Segment Open

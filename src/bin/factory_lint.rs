use anyhow::{Context, Result};
use clap::{Parser, ValueEnum};
use serde::Serialize;
use std::path::PathBuf;
use std::process::ExitCode;
use tracing_subscriber::EnvFilter;

use factory_lint::{collect_ruby_files, load_config, FileReport, Linter};

#[derive(Debug, Clone, Copy, PartialEq, Eq, ValueEnum)]
enum OutputFormat {
    Text,
    Json,
}

#[derive(Debug, Clone, Copy, PartialEq, Eq, ValueEnum)]
enum LogFormat {
    Text,
    Json,
}

/// Lint FactoryBot definitions in Ruby files
#[derive(Debug, Parser)]
#[command(name = "factory-lint", version, about)]
struct Cli {
    /// Configuration file (defaults to $FACTORY_LINT_CONFIG, then .factory-lint.yml)
    #[arg(short, long)]
    config: Option<PathBuf>,

    /// Rewrite files with every available correction
    #[arg(short = 'a', long)]
    autocorrect: bool,

    #[arg(long, value_enum, default_value_t = OutputFormat::Text)]
    format: OutputFormat,

    #[arg(long, value_enum, default_value_t = LogFormat::Text)]
    log_format: LogFormat,

    /// Files or directories to inspect
    #[arg(required = true)]
    paths: Vec<PathBuf>,
}

#[derive(Serialize)]
struct JsonReport<'a> {
    files: &'a [FileReport],
    offense_count: usize,
    errors: Vec<String>,
}

fn init_logging(format: LogFormat) {
    let filter = EnvFilter::try_from_default_env().unwrap_or_else(|_| EnvFilter::new("warn"));
    let builder = tracing_subscriber::fmt().with_env_filter(filter).with_writer(std::io::stderr);
    match format {
        LogFormat::Json => builder.json().init(),
        LogFormat::Text => builder.init(),
    }
}

fn run(cli: &Cli) -> Result<bool> {
    let config = load_config(cli.config.as_deref())?;
    let root = std::env::current_dir().context("failed to resolve working directory")?;
    let linter = Linter::for_project(&config, &root)?;

    let exclude = config.exclude_set()?;
    let files = collect_ruby_files(&cli.paths, exclude.as_ref())?;
    tracing::debug!(files = files.len(), "collected files");

    let mut reports = Vec::new();
    let mut errors = Vec::new();
    for (path, result) in linter.lint_files(&files, cli.autocorrect) {
        match result {
            Ok(report) => reports.push(report),
            Err(e) => {
                tracing::error!(path = %path.display(), error = %format!("{:#}", e), "file skipped");
                errors.push(format!("{}: {:#}", path.display(), e));
            }
        }
    }

    let offense_count: usize = reports.iter().map(|r| r.offenses.len()).sum();
    match cli.format {
        OutputFormat::Json => {
            let report = JsonReport {
                files: &reports,
                offense_count,
                errors,
            };
            println!("{}", serde_json::to_string_pretty(&report)?);
        }
        OutputFormat::Text => {
            for report in &reports {
                for o in &report.offenses {
                    println!("{}:{}:{}: {}: {}", report.path.display(), o.line, o.column, o.rule, o.message);
                }
            }
            for e in &errors {
                eprintln!("error: {}", e);
            }
            let corrected = reports.iter().filter(|r| r.corrected).count();
            println!(
                "\n{} file(s) inspected, {} offense(s){}",
                reports.len(),
                offense_count,
                if cli.autocorrect {
                    format!(", {} file(s) corrected", corrected)
                } else {
                    String::new()
                }
            );
        }
    }

    Ok(offense_count == 0)
}

fn main() -> ExitCode {
    let cli = Cli::parse();
    init_logging(cli.log_format);

    match run(&cli) {
        Ok(true) => ExitCode::SUCCESS,
        Ok(false) => ExitCode::from(1),
        Err(e) => {
            eprintln!("factory-lint: {:#}", e);
            ExitCode::from(2)
        }
    }
}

Segment Closed

▸ EXERCISE DIRECTIONS: Tally up the lines in the preceding listing that contain the string "OutputFormat". Respond with the number and nothing else.

▸ TASK RESULT: 5